## THE TASK
Report each line from the records where the string "into" turns up.

Stored data
Content starts

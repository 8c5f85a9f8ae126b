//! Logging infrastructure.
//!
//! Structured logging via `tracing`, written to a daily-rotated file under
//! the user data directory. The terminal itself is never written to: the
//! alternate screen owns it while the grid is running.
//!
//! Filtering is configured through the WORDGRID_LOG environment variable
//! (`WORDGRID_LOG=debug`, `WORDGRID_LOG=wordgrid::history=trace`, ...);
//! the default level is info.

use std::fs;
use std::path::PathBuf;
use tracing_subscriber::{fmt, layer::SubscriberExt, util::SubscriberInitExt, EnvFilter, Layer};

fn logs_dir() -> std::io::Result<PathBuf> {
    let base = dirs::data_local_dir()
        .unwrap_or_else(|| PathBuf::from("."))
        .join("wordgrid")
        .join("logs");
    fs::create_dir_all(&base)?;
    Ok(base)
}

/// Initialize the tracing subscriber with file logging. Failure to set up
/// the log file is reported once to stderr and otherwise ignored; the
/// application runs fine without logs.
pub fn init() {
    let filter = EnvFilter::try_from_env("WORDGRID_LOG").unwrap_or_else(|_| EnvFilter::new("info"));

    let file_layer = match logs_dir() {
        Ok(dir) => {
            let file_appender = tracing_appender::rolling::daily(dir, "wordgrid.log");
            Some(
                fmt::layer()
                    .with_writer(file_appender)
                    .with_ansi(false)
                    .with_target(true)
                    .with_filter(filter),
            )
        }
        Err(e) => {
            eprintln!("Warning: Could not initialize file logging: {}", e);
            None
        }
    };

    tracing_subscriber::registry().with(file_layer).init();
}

Content ends
Content starts

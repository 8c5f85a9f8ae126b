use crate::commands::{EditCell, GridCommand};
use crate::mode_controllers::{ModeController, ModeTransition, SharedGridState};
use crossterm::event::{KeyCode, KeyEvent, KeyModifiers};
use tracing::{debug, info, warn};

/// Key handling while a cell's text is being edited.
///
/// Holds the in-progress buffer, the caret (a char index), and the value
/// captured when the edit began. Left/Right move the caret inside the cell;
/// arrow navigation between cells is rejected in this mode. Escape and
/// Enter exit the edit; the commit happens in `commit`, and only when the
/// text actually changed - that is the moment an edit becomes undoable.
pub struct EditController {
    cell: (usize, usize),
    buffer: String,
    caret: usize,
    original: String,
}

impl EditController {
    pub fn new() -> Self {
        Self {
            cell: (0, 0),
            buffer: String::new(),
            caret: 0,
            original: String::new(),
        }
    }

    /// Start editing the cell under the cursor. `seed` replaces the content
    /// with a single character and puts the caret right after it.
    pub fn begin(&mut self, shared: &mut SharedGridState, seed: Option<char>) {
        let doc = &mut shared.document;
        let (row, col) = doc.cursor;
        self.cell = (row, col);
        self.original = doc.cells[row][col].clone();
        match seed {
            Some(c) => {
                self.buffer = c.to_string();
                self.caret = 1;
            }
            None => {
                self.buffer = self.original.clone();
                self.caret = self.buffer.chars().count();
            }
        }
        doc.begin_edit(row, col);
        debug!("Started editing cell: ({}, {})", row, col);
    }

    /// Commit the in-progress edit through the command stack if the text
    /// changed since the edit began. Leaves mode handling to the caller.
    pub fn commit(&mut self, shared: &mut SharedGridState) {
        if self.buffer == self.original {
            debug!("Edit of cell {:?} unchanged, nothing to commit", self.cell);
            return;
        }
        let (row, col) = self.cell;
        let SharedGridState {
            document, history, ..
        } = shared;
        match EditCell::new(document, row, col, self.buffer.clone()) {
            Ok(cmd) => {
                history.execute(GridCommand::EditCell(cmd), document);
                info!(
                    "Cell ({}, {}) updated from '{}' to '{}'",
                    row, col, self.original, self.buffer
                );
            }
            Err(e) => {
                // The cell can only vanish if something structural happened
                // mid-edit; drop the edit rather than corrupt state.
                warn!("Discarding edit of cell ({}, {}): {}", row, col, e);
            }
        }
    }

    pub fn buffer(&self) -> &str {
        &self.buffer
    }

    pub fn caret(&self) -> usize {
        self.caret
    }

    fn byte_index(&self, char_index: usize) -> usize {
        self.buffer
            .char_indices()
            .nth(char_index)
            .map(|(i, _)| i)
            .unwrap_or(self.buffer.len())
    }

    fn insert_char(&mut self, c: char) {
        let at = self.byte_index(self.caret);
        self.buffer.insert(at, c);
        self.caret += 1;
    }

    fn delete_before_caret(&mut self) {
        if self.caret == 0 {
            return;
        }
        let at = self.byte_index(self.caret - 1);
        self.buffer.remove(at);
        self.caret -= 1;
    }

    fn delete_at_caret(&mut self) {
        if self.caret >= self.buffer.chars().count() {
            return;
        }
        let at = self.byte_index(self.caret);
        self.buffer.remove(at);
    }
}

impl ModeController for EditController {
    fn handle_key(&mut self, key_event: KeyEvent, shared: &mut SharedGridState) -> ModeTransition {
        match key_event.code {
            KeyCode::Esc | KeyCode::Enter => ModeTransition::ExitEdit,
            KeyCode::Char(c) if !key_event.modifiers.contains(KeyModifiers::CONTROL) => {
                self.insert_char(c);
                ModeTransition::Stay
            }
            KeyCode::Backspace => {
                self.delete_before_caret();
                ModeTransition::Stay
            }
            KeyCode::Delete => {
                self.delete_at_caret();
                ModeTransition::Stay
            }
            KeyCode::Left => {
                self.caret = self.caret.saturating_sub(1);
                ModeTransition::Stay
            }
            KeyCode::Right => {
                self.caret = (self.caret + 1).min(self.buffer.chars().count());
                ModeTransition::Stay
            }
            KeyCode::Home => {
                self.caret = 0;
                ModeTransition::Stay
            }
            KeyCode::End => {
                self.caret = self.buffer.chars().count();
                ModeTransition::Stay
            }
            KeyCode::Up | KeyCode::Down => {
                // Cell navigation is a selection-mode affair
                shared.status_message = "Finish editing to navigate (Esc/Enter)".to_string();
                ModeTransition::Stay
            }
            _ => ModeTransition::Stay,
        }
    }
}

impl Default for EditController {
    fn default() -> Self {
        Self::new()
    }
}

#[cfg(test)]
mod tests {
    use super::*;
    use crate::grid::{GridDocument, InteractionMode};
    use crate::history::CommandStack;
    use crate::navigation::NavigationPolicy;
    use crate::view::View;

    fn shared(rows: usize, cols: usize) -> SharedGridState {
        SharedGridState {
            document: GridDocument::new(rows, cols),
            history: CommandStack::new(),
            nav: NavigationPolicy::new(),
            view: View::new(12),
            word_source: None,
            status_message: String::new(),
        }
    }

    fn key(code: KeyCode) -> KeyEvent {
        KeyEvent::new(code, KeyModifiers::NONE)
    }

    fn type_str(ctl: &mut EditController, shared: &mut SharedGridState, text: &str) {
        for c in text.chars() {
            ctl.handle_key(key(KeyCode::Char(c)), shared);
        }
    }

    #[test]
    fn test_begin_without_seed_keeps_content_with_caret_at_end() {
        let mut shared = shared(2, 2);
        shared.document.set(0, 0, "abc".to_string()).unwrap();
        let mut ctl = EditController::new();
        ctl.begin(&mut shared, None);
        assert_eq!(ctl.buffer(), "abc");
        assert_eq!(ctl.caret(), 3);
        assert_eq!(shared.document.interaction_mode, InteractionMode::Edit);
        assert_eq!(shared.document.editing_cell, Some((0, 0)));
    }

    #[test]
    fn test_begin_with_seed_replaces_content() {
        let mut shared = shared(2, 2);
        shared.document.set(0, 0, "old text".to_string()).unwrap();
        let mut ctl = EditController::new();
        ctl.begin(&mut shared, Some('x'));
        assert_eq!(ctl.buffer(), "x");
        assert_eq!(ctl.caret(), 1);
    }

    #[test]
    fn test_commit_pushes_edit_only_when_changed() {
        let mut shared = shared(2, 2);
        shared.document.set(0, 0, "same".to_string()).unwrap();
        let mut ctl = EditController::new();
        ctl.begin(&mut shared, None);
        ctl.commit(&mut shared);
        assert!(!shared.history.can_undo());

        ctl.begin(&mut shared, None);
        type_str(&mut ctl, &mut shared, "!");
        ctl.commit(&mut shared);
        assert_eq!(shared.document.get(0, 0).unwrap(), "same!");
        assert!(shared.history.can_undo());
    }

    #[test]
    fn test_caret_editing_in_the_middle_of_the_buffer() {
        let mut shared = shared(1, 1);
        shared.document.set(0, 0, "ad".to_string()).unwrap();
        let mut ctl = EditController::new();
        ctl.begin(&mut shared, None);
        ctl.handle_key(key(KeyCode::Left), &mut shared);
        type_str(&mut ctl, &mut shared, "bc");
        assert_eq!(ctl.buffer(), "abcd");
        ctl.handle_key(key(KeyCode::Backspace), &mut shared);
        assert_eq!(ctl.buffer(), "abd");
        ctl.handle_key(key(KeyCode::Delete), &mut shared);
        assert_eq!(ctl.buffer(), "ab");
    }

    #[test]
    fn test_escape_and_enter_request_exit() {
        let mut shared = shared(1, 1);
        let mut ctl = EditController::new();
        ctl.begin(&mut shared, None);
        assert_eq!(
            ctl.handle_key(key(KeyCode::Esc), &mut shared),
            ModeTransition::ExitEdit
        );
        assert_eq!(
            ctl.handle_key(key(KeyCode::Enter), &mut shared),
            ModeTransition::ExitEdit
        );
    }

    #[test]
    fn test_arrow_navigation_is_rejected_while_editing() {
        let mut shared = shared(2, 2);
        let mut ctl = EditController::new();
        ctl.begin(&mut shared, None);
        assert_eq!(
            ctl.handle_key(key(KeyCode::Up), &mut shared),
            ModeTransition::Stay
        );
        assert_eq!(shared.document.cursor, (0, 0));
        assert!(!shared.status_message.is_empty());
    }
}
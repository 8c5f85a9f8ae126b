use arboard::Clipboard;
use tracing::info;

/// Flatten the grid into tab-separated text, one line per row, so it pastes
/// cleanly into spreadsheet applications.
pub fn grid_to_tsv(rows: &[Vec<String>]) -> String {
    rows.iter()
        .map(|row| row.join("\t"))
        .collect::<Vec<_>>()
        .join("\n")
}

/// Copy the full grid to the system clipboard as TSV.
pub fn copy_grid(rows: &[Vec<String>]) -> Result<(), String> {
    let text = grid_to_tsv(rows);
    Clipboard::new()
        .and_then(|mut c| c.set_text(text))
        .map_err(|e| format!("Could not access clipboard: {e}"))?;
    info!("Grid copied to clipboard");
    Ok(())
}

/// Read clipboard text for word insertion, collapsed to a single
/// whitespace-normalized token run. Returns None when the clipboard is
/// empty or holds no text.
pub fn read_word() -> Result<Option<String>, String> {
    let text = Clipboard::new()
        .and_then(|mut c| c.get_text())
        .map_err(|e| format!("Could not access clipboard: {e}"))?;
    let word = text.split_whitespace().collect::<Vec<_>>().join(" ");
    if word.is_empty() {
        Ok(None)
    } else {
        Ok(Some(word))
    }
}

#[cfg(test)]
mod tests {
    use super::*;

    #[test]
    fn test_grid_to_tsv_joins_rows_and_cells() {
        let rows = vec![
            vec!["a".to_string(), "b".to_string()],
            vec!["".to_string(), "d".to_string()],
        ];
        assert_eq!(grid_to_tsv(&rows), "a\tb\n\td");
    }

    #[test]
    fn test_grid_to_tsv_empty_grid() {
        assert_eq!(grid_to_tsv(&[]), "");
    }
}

Content ends

## SOLUTION
/// Flatten the grid into tab-separated text, one line per row, so it pastes
/// cleanly into spreadsheet applications.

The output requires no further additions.